EXERCISE OBJECTIVE ▸ Every line holding the string "serialization" is to be copied from the entries below.
• • •
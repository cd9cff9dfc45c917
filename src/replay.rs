// ABOUTME: Recorded pose frame replay from JSON-lines files through a test orchestrator
// ABOUTME: Used by the CLI and integration tests to run camera-based tests offline
//
// SPDX-License-Identifier: MIT OR Apache-2.0
// Copyright (c) 2025 Pierre Fitness Intelligence

//! Frame replay
//!
//! Each line holds one frame:
//!
//! ```json
//! {"timestamp_ms": 1033, "landmarks": [{"x": 0.5, "y": 0.4, "z": 0.0, "visibility": 0.9}, null]}
//! ```
//!
//! Landmarks are indexed by the 33-point pose layout; `null` marks a missing
//! joint. Blank lines are skipped. Timestamps must not go backwards.

use crate::config::MeasureConfig;
use crate::errors::{AppError, AppResult};
use crate::orchestrator::{RunPhase, SitAndReachOrchestrator, SitupOrchestrator};
use crate::session::SessionResult;
use pierre_measure_core::models::{FitnessTest, Frame};
use serde::{Deserialize, Serialize};
use std::path::Path;
use tokio::fs;
use tracing::{debug, info};

/// One recorded frame
#[derive(Debug, Clone, PartialEq, Serialize, Deserialize)]
pub struct FrameRecord {
    /// Capture time in milliseconds
    pub timestamp_ms: u64,
    /// Pose landmarks
    pub landmarks: Frame,
}

/// Outcome of replaying a recording
#[derive(Debug, Clone, PartialEq, Serialize, Deserialize)]
pub struct ReplaySummary {
    /// Frames fed to the orchestrator
    pub frames: usize,
    /// Phase after the last frame
    pub final_phase: RunPhase,
    /// Result, if the run got far enough to produce one
    pub result: Option<SessionResult>,
}

/// Parse JSON-lines frame records
///
/// # Errors
///
/// Returns a serialization error naming the first bad line, or an
/// invalid-input error for a timestamp that goes backwards.
pub fn parse_jsonl(text: &str) -> AppResult<Vec<FrameRecord>> {
    let mut records: Vec<FrameRecord> = Vec::new();
    for (index, line) in text.lines().enumerate() {
        let line = line.trim();
        if line.is_empty() {
            continue;
        }
        let record: FrameRecord = serde_json::from_str(line).map_err(|e| {
            AppError::serialization(format!("frame line {}: {e}", index + 1)).with_source(e)
        })?;
        if let Some(previous) = records.last() {
            if record.timestamp_ms < previous.timestamp_ms {
                return Err(AppError::invalid_input(format!(
                    "frame line {}: timestamp {} precedes {}",
                    index + 1,
                    record.timestamp_ms,
                    previous.timestamp_ms
                )));
            }
        }
        records.push(record);
    }
    Ok(records)
}

/// Read and parse a JSON-lines recording
///
/// # Errors
///
/// Returns a storage error if the file cannot be read, otherwise as
/// [`parse_jsonl`].
pub async fn load_jsonl(path: impl AsRef<Path>) -> AppResult<Vec<FrameRecord>> {
    let path = path.as_ref();
    let text = fs::read_to_string(path).await.map_err(|e| {
        AppError::storage(format!("cannot read recording {}: {e}", path.display()))
            .with_source(e)
    })?;
    let records = parse_jsonl(&text)?;
    debug!(path = %path.display(), frames = records.len(), "recording loaded");
    Ok(records)
}

/// Feed `records` through a fresh orchestrator for `test`
///
/// # Errors
///
/// Returns a config error if the orchestrator config is invalid, or an
/// invalid-input error for the step test, which is not frame driven.
pub fn replay(
    test: FitnessTest,
    records: &[FrameRecord],
    config: &MeasureConfig,
) -> AppResult<ReplaySummary> {
    let summary = match test {
        FitnessTest::Situp => {
            let mut run = SitupOrchestrator::new(config.situp.clone())?;
            for record in records {
                run.push(&record.landmarks, record.timestamp_ms);
            }
            ReplaySummary {
                frames: records.len(),
                final_phase: run.phase(),
                result: run.result(),
            }
        }
        FitnessTest::SitAndReach => {
            let mut run = SitAndReachOrchestrator::new(config.sit_and_reach.clone())?;
            for record in records {
                if run.push(&record.landmarks, record.timestamp_ms).phase == RunPhase::Finished {
                    break;
                }
            }
            ReplaySummary {
                frames: records.len(),
                final_phase: run.phase(),
                result: run.result(),
            }
        }
        FitnessTest::StepTest => {
            return Err(AppError::invalid_input(
                "the step test is timer driven and has no frames to replay",
            ))
        }
    };
    info!(
        test = %test,
        frames = summary.frames,
        phase = %summary.final_phase,
        "replay finished"
    );
    Ok(summary)
}
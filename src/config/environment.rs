// ABOUTME: Environment variable overrides for measurement and heart-rate feed settings
// ABOUTME: Reads PIERRE_MEASURE_* and PIERRE_HEART_RATE_* variables over a base configuration
//
// SPDX-License-Identifier: MIT OR Apache-2.0
// Copyright (c) 2025 Pierre Fitness Intelligence

use super::MeasureConfig;
use crate::errors::{AppError, AppResult};
use crate::orchestrator::HeartRateMode;
use std::env;
use std::str::FromStr;
use tracing::debug;

/// Path of an optional JSON config file
pub const CONFIG_FILE_VAR: &str = "PIERRE_MEASURE_CONFIG_FILE";
/// User height in centimeters
pub const USER_HEIGHT_VAR: &str = "PIERRE_MEASURE_USER_HEIGHT_CM";
/// Sit-up countdown length
pub const SITUP_COUNTDOWN_VAR: &str = "PIERRE_MEASURE_SITUP_COUNTDOWN_MS";
/// Sit-up inactivity timeout
pub const SITUP_INACTIVITY_VAR: &str = "PIERRE_MEASURE_SITUP_INACTIVITY_MS";
/// Sit-and-reach hold length in seconds
pub const REACH_HOLD_SEC_VAR: &str = "PIERRE_MEASURE_REACH_HOLD_SEC";
/// Sit-and-reach nominal frame rate
pub const REACH_FPS_VAR: &str = "PIERRE_MEASURE_REACH_FPS";
/// Sit-and-reach hold tolerance
pub const REACH_TOLERANCE_VAR: &str = "PIERRE_MEASURE_REACH_TOLERANCE_CM";
/// Step test heart-rate mode, `automatic` or `manual`
pub const STEP_MODE_VAR: &str = "PIERRE_MEASURE_STEP_MODE";
/// Step test stepping length
pub const STEP_STEPPING_SEC_VAR: &str = "PIERRE_MEASURE_STEP_STEPPING_SEC";
/// Step test recovery length
pub const STEP_RECOVERY_SEC_VAR: &str = "PIERRE_MEASURE_STEP_RECOVERY_SEC";
/// Heart-rate feed endpoint
pub const HEART_RATE_URL_VAR: &str = "PIERRE_HEART_RATE_URL";
/// Heart-rate poll interval
pub const HEART_RATE_POLL_VAR: &str = "PIERRE_HEART_RATE_POLL_INTERVAL_MS";
/// Heart-rate request timeout
pub const HEART_RATE_TIMEOUT_VAR: &str = "PIERRE_HEART_RATE_TIMEOUT_MS";
/// Consecutive failures before a connectivity warning
pub const HEART_RATE_FAILURES_VAR: &str = "PIERRE_HEART_RATE_FAILURE_THRESHOLD";

impl MeasureConfig {
    /// Defaults with environment overrides
    ///
    /// # Errors
    ///
    /// Returns a config error for an unparsable variable or an invalid result.
    pub fn from_env() -> AppResult<Self> {
        Self::from_env_over(Self::default())
    }

    /// Apply environment overrides on top of `base`
    ///
    /// # Errors
    ///
    /// Returns a config error for an unparsable variable or an invalid result.
    pub fn from_env_over(mut base: Self) -> AppResult<Self> {
        parse_env(USER_HEIGHT_VAR, &mut base.user.height_cm)?;

        parse_env(SITUP_COUNTDOWN_VAR, &mut base.situp.countdown_ms)?;
        parse_env(SITUP_INACTIVITY_VAR, &mut base.situp.inactivity_ms)?;

        parse_env(REACH_HOLD_SEC_VAR, &mut base.sit_and_reach.peak_hold.need_sec)?;
        parse_env(REACH_FPS_VAR, &mut base.sit_and_reach.peak_hold.fps)?;
        parse_env(REACH_TOLERANCE_VAR, &mut base.sit_and_reach.peak_hold.tol_cm)?;

        if let Ok(mode) = env::var(STEP_MODE_VAR) {
            base.step_test.mode = parse_mode(&mode)?;
        }
        parse_env(STEP_STEPPING_SEC_VAR, &mut base.step_test.stepping_sec)?;
        parse_env(STEP_RECOVERY_SEC_VAR, &mut base.step_test.recovery_sec)?;

        if let Ok(url) = env::var(HEART_RATE_URL_VAR) {
            base.heart_rate.url = url;
        }
        parse_env(HEART_RATE_POLL_VAR, &mut base.heart_rate.poll_interval_ms)?;
        parse_env(HEART_RATE_TIMEOUT_VAR, &mut base.heart_rate.request_timeout_ms)?;
        parse_env(
            HEART_RATE_FAILURES_VAR,
            &mut base.heart_rate.failure_warning_threshold,
        )?;

        base.sync_user_height();
        base.validate()?;
        Ok(base)
    }
}

fn parse_mode(value: &str) -> AppResult<HeartRateMode> {
    match value.to_lowercase().as_str() {
        "automatic" | "auto" => Ok(HeartRateMode::Automatic),
        "manual" => Ok(HeartRateMode::Manual),
        other => Err(AppError::config(format!(
            "{STEP_MODE_VAR} must be automatic or manual, got {other}"
        ))),
    }
}

/// Parse an environment variable into `target` when set
fn parse_env<T: FromStr>(key: &str, target: &mut T) -> AppResult<()> {
    let Ok(raw) = env::var(key) else {
        return Ok(());
    };
    *target = raw
        .trim()
        .parse()
        .map_err(|_| AppError::config(format!("invalid value for {key}: {raw}")))?;
    debug!(key, "Applied environment override");
    Ok(())
}

#[cfg(test)]
#[allow(clippy::unwrap_used, clippy::expect_used, clippy::panic)]
mod tests {
    use super::*;

    #[test]
    fn test_parse_mode() {
        assert_eq!(parse_mode("Manual").unwrap(), HeartRateMode::Manual);
        assert_eq!(parse_mode("auto").unwrap(), HeartRateMode::Automatic);
        assert!(parse_mode("chest-strap").is_err());
    }
}
// ABOUTME: Core types and constants for the Pierre pose measurement engine
// ABOUTME: Foundation crate with error handling, landmark models, and constants
//
// SPDX-License-Identifier: MIT OR Apache-2.0
// Copyright (c) 2025 Pierre Fitness Intelligence

#![deny(unsafe_code)]

//! # Pierre Measure Core
//!
//! Foundation crate providing the shared types used by the measurement
//! algorithms and the per-test orchestrators. It is designed to change
//! infrequently so the algorithm and orchestration crates compile
//! incrementally on top of it.
//!
//! ## Modules
//!
//! - **errors**: Unified error handling with `AppError` and `ErrorCode`
//! - **constants**: Tunable defaults organized by measurement domain
//! - **models**: Landmarks, frames, body sides, test kinds and frame issues

/// Unified error handling system with standard error codes
pub mod errors;

/// Measurement constants organized by domain
pub mod constants;

/// Pose landmark and frame models
pub mod models;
• • •
RESPONSE TO THIS TASK ▸
/// Returns a serialization error naming the first bad line, or an
            AppError::serialization(format!("frame line {}: {e}", index + 1)).with_source(e)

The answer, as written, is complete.